▶ **PROBLEM STATEMENT**
Find "Arc::new(PostgrestStore::new(url, key)?)" and "let app = router(state);" in the records below. Copy the lines holding them and every line between, exactly, and no others.

▶ **EXERCISE MATERIAL**
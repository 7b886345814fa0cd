// Own test binary: asserts on a process-wide counter.
use async_trait::async_trait;
use axum::body::Body;
use axum::http::{Method, Request, StatusCode, header};
use chrono::TimeDelta;
use serde_json::json;
use std::sync::Arc;
use tower::ServiceExt;

use endpoint_limiter::error::LimiterError;
use endpoint_limiter::metrics::STORE_ERRORS_TOTAL;
use endpoint_limiter::models::RateLimitDecision;
use endpoint_limiter::rate_limit::CountingStore;
use endpoint_limiter::router;
use endpoint_limiter::state::AppState;

struct WindowRejectingStore;

#[async_trait]
impl CountingStore for WindowRejectingStore {
    async fn check_rate_limit(&self, _: &str, _: &str, _: i64, window_minutes: i64) -> Result<RateLimitDecision, LimiterError> {
        Err(LimiterError::InvalidWindow(window_minutes))
    }

    async fn cleanup_expired(&self, _: TimeDelta) -> Result<Option<usize>, LimiterError> {
        Ok(None)
    }
}

#[tokio::test]
async fn store_window_rejection_is_not_an_infrastructure_error() {
    let app = router(Arc::new(AppState::new(Arc::new(WindowRejectingStore), 100, 1)));
    let request = Request::builder()
        .method(Method::POST)
        .uri("/rate-limiter")
        .header(header::CONTENT_TYPE, "application/json")
        .body(Body::from(json!({"endpoint": "contact-form"}).to_string()))
        .unwrap();

    let response = app.oneshot(request).await.unwrap();

    assert_eq!(response.status(), StatusCode::BAD_REQUEST);
    assert_eq!(STORE_ERRORS_TOTAL.get(), 0.0);
}
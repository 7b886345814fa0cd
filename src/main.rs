use chrono::TimeDelta;
use clap::Parser; // for cli
use std::sync::Arc;
use std::time::Duration;
use tracing::info;
use tracing_subscriber::EnvFilter;

use endpoint_limiter::config::{Args, LogFormat, StoreKind};
use endpoint_limiter::error::LimiterError;
use endpoint_limiter::postgrest::PostgrestStore;
use endpoint_limiter::rate_limit::{CountingStore, InMemoryStore};
use endpoint_limiter::router;
use endpoint_limiter::state::AppState;
use endpoint_limiter::sweeper::bucket_sweeper;

fn init_tracing(format: LogFormat) {
    let filter = EnvFilter::try_from_default_env().unwrap_or_else(|_| EnvFilter::new("info"));
    match format {
        LogFormat::Text => tracing_subscriber::fmt().with_env_filter(filter).init(),
        LogFormat::Json => tracing_subscriber::fmt().json().with_env_filter(filter).init(),
    }
}

async fn shutdown_signal() {
    if let Err(e) = tokio::signal::ctrl_c().await {
        tracing::error!(error = %e, "Failed to listen for shutdown signal");
        std::future::pending::<()>().await;
    }
    info!("Shutdown signal received");
}

#[tokio::main]
async fn main() -> Result<(), Box<dyn std::error::Error>> {
    // parse cli arguments
    let args = Args::parse();
    init_tracing(args.log_format);

    let store: Arc<dyn CountingStore> = match args.store {
        StoreKind::Memory => Arc::new(InMemoryStore::new()),
        StoreKind::Postgrest => {
            let (url, key) = args.postgrest_credentials()?;
            info!(url = %url, "Using hosted datastore for rate limit buckets");
            Arc::new(PostgrestStore::new(url, key)?)
        }
    };

    let retention = TimeDelta::try_minutes(args.sweep_retention)
        .ok_or_else(|| LimiterError::Config(format!("invalid --sweep-retention {}", args.sweep_retention)))?;
    tokio::spawn(bucket_sweeper(
        store.clone(),
        Duration::from_secs(args.sweep_interval),
        retention,
    ));

    let state = Arc::new(AppState::new(
        store,
        args.default_max_requests,
        args.default_window_minutes,
    ));
    let app = router(state);

    let addr = format!("{}:{}", args.bind, args.port);
    let listener = tokio::net::TcpListener::bind(&addr).await?;

    info!(addr = %addr, store = ?args.store, "Rate limiter running");
    info!(
        max_requests = args.default_max_requests,
        window_minutes = args.default_window_minutes,
        "Default policy"
    );

    axum::serve(listener, app)
        .with_graceful_shutdown(shutdown_signal())
        .await?;
    Ok(())
}
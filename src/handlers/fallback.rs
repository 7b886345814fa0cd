use axum::Json;
use axum::http::StatusCode;
use axum::response::IntoResponse;

use crate::models::ErrorBody;

// any path without a route
pub async fn not_found_handler() -> impl IntoResponse {
    (
        StatusCode::NOT_FOUND,
        Json(ErrorBody {
            error: "Not found".to_string(),
        }),
    )
}
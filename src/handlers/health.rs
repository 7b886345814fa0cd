use axum::Json;
use axum::response::IntoResponse;

// health handler
pub async fn health_handler() -> impl IntoResponse {
    Json(serde_json::json!({
        "status": "healthy",
        "timestamp": chrono::Utc::now().to_rfc3339()
    }))
}
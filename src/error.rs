use axum::Json;
use axum::http::StatusCode;
use axum::response::{IntoResponse, Response};

use crate::models::ErrorBody;

/// Failures of the counting procedure and its collaborators.
#[derive(Debug, thiserror::Error)]
pub enum LimiterError {
    /// Window length was zero, negative or longer than a year
    #[error("window_minutes must be between 1 and 525600, got {0}")]
    InvalidWindow(i64),

    /// Datastore unreachable or returned an error status
    #[error("rate limit store error: {0}")]
    Store(String),

    /// Datastore answered but the payload was unusable
    #[error("malformed response: {0}")]
    MalformedResponse(String),

    #[error("configuration error: {0}")]
    Config(String),
}

impl From<reqwest::Error> for LimiterError {
    fn from(err: reqwest::Error) -> Self {
        LimiterError::Store(err.to_string())
    }
}

/// Errors the limiter function reports to its HTTP callers.
#[derive(Debug, thiserror::Error)]
pub enum ApiError {
    #[error("Endpoint is required")]
    MissingEndpoint,

    #[error("Invalid request body: {0}")]
    InvalidBody(String),

    #[error("{0}")]
    InvalidPolicy(String),

    #[error("{0}")]
    Internal(String),
}

impl ApiError {
    pub fn status(&self) -> StatusCode {
        match self {
            ApiError::MissingEndpoint | ApiError::InvalidBody(_) | ApiError::InvalidPolicy(_) => {
                StatusCode::BAD_REQUEST
            }
            ApiError::Internal(_) => StatusCode::INTERNAL_SERVER_ERROR,
        }
    }
}

impl From<LimiterError> for ApiError {
    fn from(err: LimiterError) -> Self {
        match err {
            LimiterError::InvalidWindow(_) => ApiError::InvalidPolicy(err.to_string()),
            other => ApiError::Internal(other.to_string()),
        }
    }
}

impl IntoResponse for ApiError {
    fn into_response(self) -> Response {
        let body = ErrorBody {
            error: self.to_string(),
        };
        (self.status(), Json(body)).into_response()
    }
}
use lazy_static::lazy_static;
use prometheus::{Counter, Gauge, Histogram, register_counter, register_gauge, register_histogram};


lazy_static! {
    pub static ref CHECKS_TOTAL: Counter =
        register_counter!("limiter_checks_total", "Total number of rate limit checks").expect("register limiter_checks_total");
    pub static ref REJECTIONS_TOTAL: Counter =
        register_counter!("limiter_rejections_total", "Checks answered with 429").expect("register limiter_rejections_total");
    pub static ref STORE_ERRORS_TOTAL: Counter =
        register_counter!("limiter_store_errors_total", "Counting store failures").expect("register limiter_store_errors_total");
    pub static ref CHECK_LATENCY: Histogram = register_histogram!(
        "limiter_check_latency_seconds",
        "Counting store latency in seconds"
    )
    .expect("register limiter_check_latency_seconds");
    pub static ref TRACKED_BUCKETS: Gauge =
        register_gauge!("limiter_tracked_buckets", "Buckets held by the in-memory store").expect("register limiter_tracked_buckets");
}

▶ **PROBLEM SOLUTION**
            Arc::new(PostgrestStore::new(url, key)?)
        }
    };

    let retention = TimeDelta::try_minutes(args.sweep_retention)
        .ok_or_else(|| LimiterError::Config(format!("invalid --sweep-retention {}", args.sweep_retention)))?;
    tokio::spawn(bucket_sweeper(
        store.clone(),
        Duration::from_secs(args.sweep_interval),
        retention,
    ));

    let state = Arc::new(AppState::new(
        store,
        args.default_max_requests,
        args.default_window_minutes,
    ));
    let app = router(state);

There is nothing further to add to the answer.